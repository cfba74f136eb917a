//! Status command - catalog coverage and component health

use anyhow::{Context, Result};
use clap::Args;
use serde_json::json;

use clipsearch_core::Catalog;
use clipsearch_search::Embedder;

use super::{build_embedder, load_config, open_catalog};
use crate::GlobalOptions;

/// Arguments for the status command
#[derive(Args, Debug)]
pub struct StatusArgs {
    /// Emit machine-readable JSON instead of text
    #[arg(long)]
    json: bool,
}

/// Execute the status command
pub async fn execute(args: StatusArgs, global: GlobalOptions) -> Result<()> {
    let config = load_config(&global)?;

    let catalog = open_catalog(&config)?;
    let coverage = catalog
        .coverage()
        .await
        .context("failed to read embedding coverage")?;

    let embedder = build_embedder(&config)?;
    let status = match embedder.check_status().await {
        Ok(status) => status,
        Err(e) => clipsearch_search::EmbedderStatus::unavailable(
            config.embedding.model.clone(),
            e.to_string(),
        ),
    };

    if args.json {
        let payload = json!({
            "catalog": {
                "path": config.catalog.path,
                "embedded": coverage.embedded,
                "missing": coverage.missing,
                "coverage": coverage.ratio(),
            },
            "embedder": {
                "model": status.model,
                "available": status.available,
                "latency_ms": status.latency_ms,
                "error": status.error,
            },
            "lexical": {
                "url": config.lexical.url,
                "index": config.lexical.index,
            },
            "vector": {
                "url": config.vector.url,
                "collection": config.vector.collection,
                "dimension": config.vector.dimension,
            },
        });
        println!("{}", serde_json::to_string_pretty(&payload)?);
        return Ok(());
    }

    println!("Catalog");
    println!("  path:      {}", config.catalog.path.display());
    println!("  embedded:  {}", coverage.embedded);
    println!("  missing:   {}", coverage.missing);
    println!("  coverage:  {:.1}%", coverage.ratio() * 100.0);

    println!("\nEmbedding provider");
    println!("  model:     {}", status.model);
    if status.available {
        match status.latency_ms {
            Some(ms) => println!("  status:    available ({}ms)", ms),
            None => println!("  status:    available"),
        }
    } else {
        println!(
            "  status:    unavailable ({})",
            status.error.as_deref().unwrap_or("unknown error")
        );
    }

    println!("\nLexical index");
    println!("  url:       {}", config.lexical.url);
    println!("  index:     {}", config.lexical.index);

    println!("\nVector store");
    println!("  url:       {}", config.vector.url);
    println!("  collection: {}", config.vector.collection);
    println!("  dimension: {}", config.vector.dimension);

    Ok(())
}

** Exercise details **
Where does the word "dimension" show up in the material? Copy out each line that has it.

** Task answer **
                "dimension": config.vector.dimension,
    println!("  dimension: {}", config.vector.dimension);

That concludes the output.